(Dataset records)
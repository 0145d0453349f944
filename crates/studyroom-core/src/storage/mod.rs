mod config;
pub mod database;
pub mod migrations;

pub use config::{Config, LoggingConfig, PerformanceConfig, PlannerConfig, ServerConfig};
pub use database::StudyDb;

use std::path::PathBuf;

use crate::error::Result;

/// Returns the Studyroom data directory, creating it if needed.
///
/// `STUDYROOM_DATA_DIR` overrides the location outright. Otherwise the
/// directory is `~/.config/studyroom`, or `~/.config/studyroom-dev` when
/// `STUDYROOM_ENV=dev`.
///
/// # Errors
/// Returns an error if creating the directory fails.
pub fn data_dir() -> Result<PathBuf> {
    let dir = match std::env::var_os("STUDYROOM_DATA_DIR") {
        Some(custom) => PathBuf::from(custom),
        None => {
            let base_dir = dirs::home_dir()
                .unwrap_or_else(|| PathBuf::from("."))
                .join(".config");
            let env = std::env::var("STUDYROOM_ENV").unwrap_or_else(|_| "production".to_string());
            if env == "dev" {
                base_dir.join("studyroom-dev")
            } else {
                base_dir.join("studyroom")
            }
        }
    };

    std::fs::create_dir_all(&dir)?;
    Ok(dir)
}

◆ WHAT TO DO
Set down only the lines running from the line with "pub mod database;" to the end of the entries above, both included, exactly as they stand.

◆ EXERCISE RESULT
pub mod database;
pub mod migrations;

pub use config::{Config, LoggingConfig, PerformanceConfig, PlannerConfig, ServerConfig};
pub use database::StudyDb;

use std::path::PathBuf;

use crate::error::Result;

/// Returns the Studyroom data directory, creating it if needed.
///
/// `STUDYROOM_DATA_DIR` overrides the location outright. Otherwise the
/// directory is `~/.config/studyroom`, or `~/.config/studyroom-dev` when
/// `STUDYROOM_ENV=dev`.
///
/// # Errors
/// Returns an error if creating the directory fails.
pub fn data_dir() -> Result<PathBuf> {
    let dir = match std::env::var_os("STUDYROOM_DATA_DIR") {
        Some(custom) => PathBuf::from(custom),
        None => {
            let base_dir = dirs::home_dir()
                .unwrap_or_else(|| PathBuf::from("."))
                .join(".config");
            let env = std::env::var("STUDYROOM_ENV").unwrap_or_else(|_| "production".to_string());
            if env == "dev" {
                base_dir.join("studyroom-dev")
            } else {
                base_dir.join("studyroom")
            }
        }
    };

    std::fs::create_dir_all(&dir)?;
    Ok(dir)
}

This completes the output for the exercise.